*** Supplied records

//! Error types for the index crate.

/// Errors that can occur during staging operations.
#[derive(Debug, thiserror::Error)]
pub enum IndexError {
    /// The index is locked by another writer.
    #[error("index is locked")]
    Locked,

    /// The index does not support staging.
    #[error("staging is disabled for this index")]
    Disabled,

    /// An invalid path was provided.
    #[error("invalid path: {0}")]
    InvalidPath(String),

    /// Internal lock was poisoned by a panicking writer.
    #[error("index state poisoned: {0}")]
    Poisoned(String),
}

/// Convenience alias for index results.
pub type IndexResult<T> = Result<T, IndexError>;
//! Foundation types for difftree.
//!
//! This crate provides the shared vocabulary used throughout the difftree
//! workspace. Every other difftree crate depends on `difftree-types`.
//!
//! # Key Types
//!
//! - [`StagedState`] -- Staging status of a single file as reported by the index
//! - [`CheckState`] -- Tri-state inclusion of a tree node (file or folder)
//! - [`DeltaStatus`] -- Kind of change recorded for a path in a change-set
//! - [`path`] -- Segment-aware helpers for slash-delimited repository paths

pub mod error;
pub mod path;
pub mod state;
pub mod status;

pub use error::TypeError;
pub use path::{contains_path, join_path, segments, SEPARATOR};
pub use state::{CheckState, StagedState};
pub use status::DeltaStatus;
//! The closed set of per-node queries.

use std::fmt;

use difftree_types::CheckState;

/// What a view asks of a node.
#[derive(Clone, Copy, Debug, PartialEq, Eq, Hash)]
pub enum Role {
    /// The node's own name.
    Display,
    /// Path relative to the working directory.
    Edit,
    /// Absolute path.
    ToolTip,
    /// Aggregate inclusion state.
    CheckState,
    /// File kind label, or "Submodule".
    Kind,
    /// Link to the commit that first added the path.
    Added,
    /// Link to the commit that last modified the path.
    Modified,
    /// Distinct status codes beneath the node.
    Status,
}

impl Role {
    /// Every role, in declaration order.
    pub const ALL: [Role; 8] = [
        Role::Display,
        Role::Edit,
        Role::ToolTip,
        Role::CheckState,
        Role::Kind,
        Role::Added,
        Role::Modified,
        Role::Status,
    ];
}

impl fmt::Display for Role {
    fn fmt(&self, f: &mut fmt::Formatter<'_>) -> fmt::Result {
        let s = match self {
            Self::Display => "display",
            Self::Edit => "edit",
            Self::ToolTip => "tooltip",
            Self::CheckState => "check-state",
            Self::Kind => "kind",
            Self::Added => "added",
            Self::Modified => "modified",
            Self::Status => "status",
        };
        write!(f, "{s}")
    }
}

/// The answer to a [`Role`] query.
#[derive(Clone, Debug, PartialEq, Eq)]
pub enum RoleValue {
    Text(String),
    Check(CheckState),
}

impl RoleValue {
    pub fn as_text(&self) -> Option<&str> {
        match self {
            Self::Text(text) => Some(text),
            Self::Check(_) => None,
        }
    }

    pub fn as_check(&self) -> Option<CheckState> {
        match self {
            Self::Check(state) => Some(*state),
            Self::Text(_) => None,
        }
    }
}

impl From<String> for RoleValue {
    fn from(text: String) -> Self {
        Self::Text(text)
    }
}

impl From<CheckState> for RoleValue {
    fn from(state: CheckState) -> Self {
        Self::Check(state)
    }
}
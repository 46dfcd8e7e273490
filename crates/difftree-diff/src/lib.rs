//! Change-set view for difftree.
//!
//! A change-set is the ordered list of paths a version-control diff reports,
//! each with a single-character status. The tree model only ever reads it
//! through the [`ChangeSetView`] trait.
//!
//! # Key Types
//!
//! - [`ChangeSetView`] -- Read-only enumeration plus prefix queries
//! - [`ChangeSet`] / [`ChangeEntry`] -- In-memory change-set
//! - [`ChangeSetKind`] -- Whether the change-set supports staging
//! - [`parse_porcelain`] / [`PorcelainEntry`] -- `git status --porcelain` input

pub mod change_set;
pub mod error;
pub mod porcelain;
pub mod view;

pub use change_set::{ChangeEntry, ChangeSet, ChangeSetKind};
pub use error::{DiffError, DiffResult};
pub use porcelain::{parse_porcelain, PorcelainEntry, PorcelainStatus};
pub use view::ChangeSetView;
//! Tree model for difftree.
//!
//! Presents a change-set as a checkable folder/file tree. Inclusion state is
//! never stored: every query re-reads the change-set and the staging index,
//! so the tree can stay immutable while staging changes underneath it.
//!
//! # Key Types
//!
//! - [`DiffTreeModel`] -- Owns the tree and exposes the view-facing queries
//! - [`StateAggregator`] -- Computes a node's [`CheckState`] from its files
//! - [`ChangePropagator`] -- Applies a toggle and works out who to notify
//! - [`ModelEvent`] / [`ModelObserver`] -- Notifications to the view layer
//! - [`Role`] / [`RoleValue`] -- The closed set of per-node queries
//! - [`Decorations`] -- Injected, read-only lookups for kinds and commits
//! - [`StagedFilter`] -- Hides rows from the staged or unstaged side
//!
//! [`CheckState`]: difftree_types::CheckState

pub mod aggregate;
pub mod config;
pub mod decoration;
pub mod error;
pub mod events;
pub mod filter;
pub mod model;
pub mod propagate;
pub mod role;

pub use aggregate::{fold_states, StateAggregator};
pub use config::ModelConfig;
pub use decoration::{CommitRef, Decorations, ExtensionKinds, NoDecorations};
pub use error::{ModelError, ModelResult};
pub use events::{EventLog, ModelEvent, ModelObserver};
pub use filter::{StagedFilter, StagedSide};
pub use model::DiffTreeModel;
pub use propagate::{ChangePropagator, NotifyDepth, Propagation};
pub use role::{Role, RoleValue};
//! Tri-state aggregation of staging status.
//!
//! A folder cannot be staged itself, so its state is derived from every
//! change-set entry beneath it. Nothing is cached: the staging index may
//! change between any two queries.

use difftree_diff::ChangeSetView;
use difftree_index::StagingBridge;
use difftree_tree::{NodeId, PathTree};
use difftree_types::{CheckState, StagedState};

/// Fold per-file staging states into one inclusion state.
///
/// - no states → `None` (undetermined)
/// - any `PartiallyStaged` → `PartiallyChecked`, without looking further
/// - all `Staged` → `Checked`, none `Staged` → `Unchecked`, else partial
///
/// `Unstaged`, `Conflicted` and `Disabled` all count as not staged.
pub fn fold_states<I>(states: I) -> Option<CheckState>
where
    I: IntoIterator<Item = StagedState>,
{
    let mut total = 0usize;
    let mut staged = 0usize;
    for state in states {
        total += 1;
        match state {
            StagedState::PartiallyStaged => return Some(CheckState::PartiallyChecked),
            StagedState::Staged => staged += 1,
            StagedState::Unstaged | StagedState::Conflicted | StagedState::Disabled => {}
        }
    }

    if total == 0 {
        None
    } else if staged == 0 {
        Some(CheckState::Unchecked)
    } else if staged == total {
        Some(CheckState::Checked)
    } else {
        Some(CheckState::PartiallyChecked)
    }
}

/// Computes node states from a change-set and a staging index.
///
/// Holds only borrowed read interfaces; build one per query batch.
#[derive(Clone, Copy)]
pub struct StateAggregator<'a> {
    changes: &'a dyn ChangeSetView,
    index: &'a dyn StagingBridge,
}

impl<'a> StateAggregator<'a> {
    pub fn new(changes: &'a dyn ChangeSetView, index: &'a dyn StagingBridge) -> Self {
        Self { changes, index }
    }

    /// Aggregate inclusion state of `node`.
    ///
    /// `None` when the change-set is invalid or not stageable, when `node`
    /// is not in `tree`, or when no entry lies beneath it.
    pub fn query(&self, tree: &PathTree, node: NodeId) -> Option<CheckState> {
        if !self.changes.is_valid() || !self.changes.is_status_diff() {
            return None;
        }
        let prefix = tree.path(node, true)?;
        let paths = self.changes.paths_under(&prefix);
        fold_states(paths.iter().map(|path| self.index.status_of(path)))
    }

    /// Distinct status codes beneath `node`, in first-seen order.
    pub fn status_summary(&self, tree: &PathTree, node: NodeId) -> String {
        tree.path(node, true)
            .map(|prefix| self.changes.status_summary(&prefix))
            .unwrap_or_default()
    }
}
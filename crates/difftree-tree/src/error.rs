//! Error types for the path tree.

use difftree_types::TypeError;

use crate::node::NodeId;

/// Errors that can occur while building or navigating a [`PathTree`].
///
/// [`PathTree`]: crate::PathTree
#[derive(Debug, thiserror::Error)]
pub enum TreeError {
    /// The path could not be split into segments.
    #[error("invalid path: {0}")]
    InvalidPath(#[from] TypeError),

    /// A node id does not belong to this tree.
    #[error("node not found: {0}")]
    NodeNotFound(NodeId),
}

/// Convenience alias for tree results.
pub type TreeResult<T> = Result<T, TreeError>;
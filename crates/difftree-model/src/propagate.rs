//! Toggle application and change notification.
//!
//! Toggling a node stages or unstages every change-set entry beneath it,
//! then tells the view which rows may now answer differently:
//!
//! 1. the node's children (only one level by default; deeper rows re-query
//!    when they are next drawn),
//! 2. every ancestor up to, but not including, the invisible root,
//! 3. the node itself,
//!
//! followed by one [`ModelEvent::CheckStateChanged`] carrying the request.
//! If staging fails, no event is produced.

use difftree_diff::ChangeSetView;
use difftree_index::StagingBridge;
use difftree_tree::{NodeId, PathTree};
use difftree_types::CheckState;
use serde::{Deserialize, Serialize};
use tracing::{debug, warn};

use crate::error::{ModelError, ModelResult};
use crate::events::ModelEvent;
use crate::role::Role;

/// How far below a toggled node change notifications reach.
#[derive(Clone, Copy, Debug, Default, PartialEq, Eq, Serialize, Deserialize)]
#[serde(rename_all = "snake_case")]
pub enum NotifyDepth {
    /// Direct children only.
    #[default]
    DirectChildren,
    /// Every descendant, pre-order.
    Recursive,
}

/// Whether a toggle touches the staging index.
#[derive(Clone, Copy, Debug, Default, PartialEq, Eq)]
pub enum Propagation {
    /// Stage or unstage, then notify.
    #[default]
    Apply,
    /// Notify only. For cascaded calls whose index change already happened.
    NotifyOnly,
}

/// Applies toggles and computes notification sets.
#[derive(Clone, Copy, Debug, Default)]
pub struct ChangePropagator {
    depth: NotifyDepth,
}

impl ChangePropagator {
    pub fn new(depth: NotifyDepth) -> Self {
        Self { depth }
    }

    pub fn depth(&self) -> NotifyDepth {
        self.depth
    }

    /// Nodes whose state may change when `node` is toggled, in notification
    /// order: descendants, then ancestors walking upward (root excluded),
    /// then `node`.
    pub fn notification_set(&self, tree: &PathTree, node: NodeId) -> Vec<NodeId> {
        if !tree.contains(node) {
            return Vec::new();
        }
        let mut set = match self.depth {
            NotifyDepth::DirectChildren => tree.children(node).to_vec(),
            NotifyDepth::Recursive => tree.descendants(node),
        };
        set.extend(
            tree.ancestors(node)
                .into_iter()
                .filter(|ancestor| !ancestor.is_root()),
        );
        set.push(node);
        set
    }

    /// Stage or unstage everything beneath `node` and return the events the
    /// model should emit.
    ///
    /// Anything but `Unchecked` stages. The closing
    /// [`ModelEvent::CheckStateChanged`] carries `value` as requested.
    ///
    /// Fails without side effects if `node` is unknown, the change-set is not
    /// stageable, or the index rejects the batch.
    pub fn set_inclusion(
        &self,
        tree: &PathTree,
        node: NodeId,
        changes: &dyn ChangeSetView,
        index: &dyn StagingBridge,
        value: CheckState,
        mode: Propagation,
    ) -> ModelResult<Vec<ModelEvent>> {
        let checked = value.is_any_checked();
        let prefix = tree.path(node, true).ok_or(ModelError::NodeNotFound(node))?;
        if !changes.is_valid() || !changes.is_status_diff() {
            warn!(node = %node, "toggle refused: change-set does not support staging");
            return Err(ModelError::StagingUnsupported);
        }

        let paths = changes.paths_under(&prefix);
        if mode == Propagation::Apply {
            if let Err(err) = index.set_staged(&paths, checked) {
                warn!(node = %node, paths = paths.len(), error = %err, "staging failed");
                return Err(err.into());
            }
        }

        let mut events: Vec<ModelEvent> = self
            .notification_set(tree, node)
            .into_iter()
            .map(|id| ModelEvent::DataChanged {
                node: id,
                role: Role::CheckState,
            })
            .collect();
        events.push(ModelEvent::CheckStateChanged {
            node,
            value,
        });

        debug!(
            node = %node,
            prefix = %prefix,
            paths = paths.len(),
            staged = checked,
            notified = events.len() - 1,
            "propagated inclusion change"
        );
        Ok(events)
    }
}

******

What you need to do
In the entries above, find the line holding "total += 1;" and the line holding "Some(CheckState::Unchecked)"; print both of them and every line between, exactly, and nothing else.

Written answer
        total += 1;
        match state {
            StagedState::PartiallyStaged => return Some(CheckState::PartiallyChecked),
            StagedState::Staged => staged += 1,
            StagedState::Unstaged | StagedState::Conflicted | StagedState::Disabled => {}
        }
    }

    if total == 0 {
        None
    } else if staged == 0 {
        Some(CheckState::Unchecked)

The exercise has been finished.